29本目 コアラの待ーち合わせ

デビステのてんぷら 29本目 (週刊PONTE vol.30, 2019.6.10)

先週、台湾vs日本、コアラのマーチ一本勝負、的なことするためにわざわざ台湾まで出向いたものの、レフェリーである筆者の舌が愚鈍過ぎた結果、笹を割ったようなスパッとした評価を下せなかった。
日本のコアラと台湾のコアラ、違うような変わらないような、笹いな違いがあるようなないよう。目を閉じて、眉間にしわ寄せながら、味わうというより疑うように食べるのもしんどいので、途中から、どうせ腹に入ったら一緒や!と身も蓋もなく開き直って、普通に食べた。
笹笹書いているが、笹はコアラではなくパンダである。

さて、コロンに引き続き、そんなコアラのマーチにも高校時代の友人から教えてもらった衝撃の食べ方があるので紹介しておこう。無論、一昔前に話題になった、未開封の状態でシェイクして巨大なチョコクッキー球体にするとかいう粗暴なものではない。

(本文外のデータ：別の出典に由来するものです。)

use std::collections::HashMap;
use std::env;
use std::fs;
use std::path::{Path, PathBuf};

use serde::Deserialize;

pub const CONFIG_ENV: &str = "ZP_CONFIG";

#[derive(Debug, Clone, Deserialize, Default, PartialEq)]
#[serde(deny_unknown_fields)]
pub struct ProfileConfig {
    pub api_key: Option<String>,
    pub base_url: Option<String>,
    pub model: Option<String>,
    pub timeout: Option<u64>,
    pub attempts: Option<u32>,
    pub retry_delay: Option<u64>,
    pub output: Option<String>,
    pub batch_delay: Option<u64>,
    pub concurrency: Option<usize>,
}

#[derive(Debug, Deserialize, Default)]
struct ConfigFile {
    profiles: Option<HashMap<String, ProfileConfig>>,
}

pub fn load_profile(name: &str) -> Result<ProfileConfig, String> {
    let path = config_path()?;
    let profiles = read_profiles(&path)?;

    profiles.get(name).cloned().ok_or_else(|| {
        format!(
            "Profile '{}' not found in config file '{}'.",
            name,
            path.display()
        )
    })
}

/// Parses the config file and checks every profile, or only `profile` when given.
pub fn validate_config(profile: Option<&str>) -> Result<PathBuf, String> {
    let path = config_path()?;
    let profiles = read_profiles(&path)?;

    let selected: Vec<(&String, &ProfileConfig)> = match profile {
        Some(name) => {
            let (key, config) = profiles.get_key_value(name).ok_or_else(|| {
                format!(
                    "Profile '{}' not found in config file '{}'.",
                    name,
                    path.display()
                )
            })?;
            vec![(key, config)]
        }
        None => profiles.iter().collect(),
    };

    for (name, config) in selected {
        validate_profile(config).map_err(|err| format!("Profile '{name}': {err}"))?;
    }
    Ok(path)
}

fn validate_profile(config: &ProfileConfig) -> Result<(), String> {
    if let Some(output) = &config.output {
        if output != "text" && output != "json" {
            return Err(format!(
                "invalid output '{output}'. Supported values: text, json."
            ));
        }
    }
    if config.attempts == Some(0) {
        return Err("attempts must be at least 1.".to_string());
    }
    if config.timeout == Some(0) {
        return Err("timeout must be at least 1 second.".to_string());
    }
    if config.concurrency == Some(0) {
        return Err("concurrency must be at least 1.".to_string());
    }
    if let Some(base_url) = &config.base_url {
        if !base_url.starts_with("http://") && !base_url.starts_with("https://") {
            return Err(format!("base_url '{base_url}' must start with http:// or https://."));
        }
    }
    Ok(())
}

fn read_profiles(path: &Path) -> Result<HashMap<String, ProfileConfig>, String> {
    let raw = fs::read_to_string(path)
        .map_err(|err| format!("Failed to read config file '{}': {err}", path.display()))?;

    let config: ConfigFile = toml::from_str(&raw)
        .map_err(|err| format!("Failed to parse config file '{}': {err}", path.display()))?;

    config.profiles.ok_or_else(|| {
        format!(
            "Config file '{}' does not contain a [profiles] section.",
            path.display()
        )
    })
}

/// `ZP_CONFIG`, then `$XDG_CONFIG_HOME/zpipe/config.toml`, then
/// `$HOME/.config/zpipe/config.toml`. Blank variables are ignored.
pub fn config_path() -> Result<PathBuf, String> {
    resolve_config_path(|key| env::var(key).ok())
}

fn resolve_config_path(lookup: impl Fn(&str) -> Option<String>) -> Result<PathBuf, String> {
    let var = |key: &str| {
        lookup(key)
            .map(|value| value.trim().to_string())
            .filter(|value| !value.is_empty())
    };

    if let Some(path) = var(CONFIG_ENV) {
        return Ok(PathBuf::from(path));
    }
    let base = match (var("XDG_CONFIG_HOME"), var("HOME")) {
        (Some(xdg), _) => PathBuf::from(xdg),
        (None, Some(home)) => PathBuf::from(home).join(".config"),
        (None, None) => {
            return Err(format!(
                "Cannot resolve config path: set {CONFIG_ENV}, XDG_CONFIG_HOME or HOME."
            ));
        }
    };
    Ok(base.join("zpipe").join("config.toml"))
}

#[cfg(test)]
mod tests {
    use super::*;

    fn parse(raw: &str) -> ConfigFile {
        toml::from_str(raw).expect("config should parse")
    }

    #[test]
    fn profile_keys_deserialize() {
        let config = parse(
            "[profiles.work]\nmodel = \"glm-4\"\nattempts = 5\nretry_delay = 250\noutput = \"json\"\nconcurrency = 4\n",
        );
        let profile = &config.profiles.expect("profiles section")["work"];
        assert_eq!(profile.model.as_deref(), Some("glm-4"));
        assert_eq!(profile.attempts, Some(5));
        assert_eq!(profile.retry_delay, Some(250));
        assert_eq!(profile.concurrency, Some(4));
    }

    #[test]
    fn unknown_profile_keys_are_rejected() {
        let parsed: Result<ConfigFile, _> = toml::from_str("[profiles.x]\nprovider = \"openai\"\n");
        assert!(parsed.is_err());
    }

    #[test]
    fn invalid_values_fail_validation() {
        let bad_output = ProfileConfig {
            output: Some("yaml".to_string()),
            ..ProfileConfig::default()
        };
        assert!(validate_profile(&bad_output).is_err());

        let zero_attempts = ProfileConfig {
            attempts: Some(0),
            ..ProfileConfig::default()
        };
        assert!(validate_profile(&zero_attempts).is_err());

        assert!(validate_profile(&ProfileConfig::default()).is_ok());
    }

    #[test]
    fn config_path_lookup_order() {
        let vars = |pairs: &'static [(&'static str, &'static str)]| {
            move |key: &str| {
                pairs
                    .iter()
                    .find(|(name, _)| *name == key)
                    .map(|(_, value)| value.to_string())
            }
        };

        let explicit = resolve_config_path(vars(&[
            ("ZP_CONFIG", "/etc/zpipe.toml"),
            ("XDG_CONFIG_HOME", "/xdg"),
        ]));
        assert_eq!(explicit, Ok(PathBuf::from("/etc/zpipe.toml")));

        let xdg = resolve_config_path(vars(&[
            ("ZP_CONFIG", "  "),
            ("XDG_CONFIG_HOME", "/xdg"),
            ("HOME", "/home/u"),
        ]));
        assert_eq!(xdg, Ok(PathBuf::from("/xdg/zpipe/config.toml")));

        let home = resolve_config_path(vars(&[("HOME", "/home/u")]));
        assert_eq!(home, Ok(PathBuf::from("/home/u/.config/zpipe/config.toml")));

        let err = resolve_config_path(vars(&[])).expect_err("nothing to resolve from");
        assert!(err.contains("ZP_CONFIG"));
    }
}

その食べ方に出会うまで、筆者は4つ角を先にかじって、コアラの身動き奪ってから本体を食べていたのだが(陰険)、友人の食べ方はよりエレガントで高度なものだった。簡単に言うとコアラを半分に割るのだが、胴体真っ二つではない。コアラの上下に歯を当てて、強すぎず弱すぎずの絶妙な加減で万力のように締めていくと、なんと印刷面と裏面にきれいにスッパリ分割されるのである。玄妙にして神妙、コアラが描かれた面だけが分離される。名付けてこれ、妙技ユーカリ離脱!

中側のチョコがくっついててきれいにスッパリ割れないのでは?と訝る方もあろう。しかし、コアラ内部がチョコで満たされているというの消費者の理想論であり、トッポの幻影に捕らわれているに過ぎない。実際の充填率はせいぜい25%程度。人生同様そんなに甘くはない。加えて、コアラの背面にチョコ注入口があるので、チョコは印刷面のクッキーにのみへばりついているのだ。だから、きれいにスッパリ上手くいく。

コアラも人生も、内側に余裕を持ってる方が上手くいくものなのである。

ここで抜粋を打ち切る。